◆ TASK REQUIREMENTS:
Every line of the data below that holds the string "KvStore" needs to be reported.

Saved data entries
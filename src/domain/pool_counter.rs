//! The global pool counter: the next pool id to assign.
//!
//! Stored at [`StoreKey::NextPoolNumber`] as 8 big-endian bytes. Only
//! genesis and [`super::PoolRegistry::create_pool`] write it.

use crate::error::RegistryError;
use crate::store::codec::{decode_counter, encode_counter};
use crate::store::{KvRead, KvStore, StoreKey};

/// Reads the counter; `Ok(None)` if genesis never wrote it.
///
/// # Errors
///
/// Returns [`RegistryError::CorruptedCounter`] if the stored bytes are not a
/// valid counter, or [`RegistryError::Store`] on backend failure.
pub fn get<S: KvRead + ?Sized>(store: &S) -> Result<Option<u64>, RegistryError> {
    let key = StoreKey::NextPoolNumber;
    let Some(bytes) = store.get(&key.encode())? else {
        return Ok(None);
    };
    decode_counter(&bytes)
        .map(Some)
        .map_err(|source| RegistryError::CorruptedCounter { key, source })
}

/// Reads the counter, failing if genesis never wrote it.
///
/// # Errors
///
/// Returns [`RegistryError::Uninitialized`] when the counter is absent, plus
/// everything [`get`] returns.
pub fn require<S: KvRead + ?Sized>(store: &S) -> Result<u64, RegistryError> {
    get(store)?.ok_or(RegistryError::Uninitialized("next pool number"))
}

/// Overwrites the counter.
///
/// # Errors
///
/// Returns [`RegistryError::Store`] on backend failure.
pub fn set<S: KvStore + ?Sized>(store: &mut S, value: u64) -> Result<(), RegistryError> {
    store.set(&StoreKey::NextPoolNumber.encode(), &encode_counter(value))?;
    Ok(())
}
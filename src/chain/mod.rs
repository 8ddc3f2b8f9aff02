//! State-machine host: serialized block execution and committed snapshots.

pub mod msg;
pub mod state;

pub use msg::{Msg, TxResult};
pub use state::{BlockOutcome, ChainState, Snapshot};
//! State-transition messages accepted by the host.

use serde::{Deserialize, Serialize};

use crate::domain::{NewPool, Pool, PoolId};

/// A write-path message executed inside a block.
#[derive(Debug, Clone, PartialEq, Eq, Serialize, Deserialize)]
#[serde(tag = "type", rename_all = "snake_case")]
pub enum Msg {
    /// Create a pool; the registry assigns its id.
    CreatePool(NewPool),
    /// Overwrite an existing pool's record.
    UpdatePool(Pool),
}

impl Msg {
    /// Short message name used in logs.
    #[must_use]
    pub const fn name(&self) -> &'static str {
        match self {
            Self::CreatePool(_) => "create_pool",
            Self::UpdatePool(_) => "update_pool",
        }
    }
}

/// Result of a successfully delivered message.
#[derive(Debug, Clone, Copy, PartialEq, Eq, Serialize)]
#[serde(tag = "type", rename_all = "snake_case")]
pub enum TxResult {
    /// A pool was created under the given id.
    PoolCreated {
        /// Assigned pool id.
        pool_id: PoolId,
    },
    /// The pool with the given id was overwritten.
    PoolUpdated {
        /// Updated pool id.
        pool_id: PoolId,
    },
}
---
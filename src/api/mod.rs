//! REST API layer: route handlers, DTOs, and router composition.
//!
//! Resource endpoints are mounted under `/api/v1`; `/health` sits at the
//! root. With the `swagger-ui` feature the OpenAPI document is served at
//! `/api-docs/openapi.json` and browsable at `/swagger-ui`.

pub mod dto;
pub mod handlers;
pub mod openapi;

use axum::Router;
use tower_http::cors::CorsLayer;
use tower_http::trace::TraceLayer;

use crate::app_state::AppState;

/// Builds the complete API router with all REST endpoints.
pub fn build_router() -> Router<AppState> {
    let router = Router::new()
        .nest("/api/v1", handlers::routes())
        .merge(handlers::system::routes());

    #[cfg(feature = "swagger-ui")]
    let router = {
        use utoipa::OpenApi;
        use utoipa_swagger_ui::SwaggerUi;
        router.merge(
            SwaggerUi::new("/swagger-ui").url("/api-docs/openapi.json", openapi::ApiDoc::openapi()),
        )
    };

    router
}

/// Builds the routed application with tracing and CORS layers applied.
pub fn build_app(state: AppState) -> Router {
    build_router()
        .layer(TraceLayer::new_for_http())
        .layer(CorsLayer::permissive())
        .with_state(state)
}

◆ EXERCISE ANSWER:
use crate::store::{KvRead, KvStore, StoreKey};
pub fn set<S: KvStore + ?Sized>(store: &mut S, value: u64) -> Result<(), RegistryError> {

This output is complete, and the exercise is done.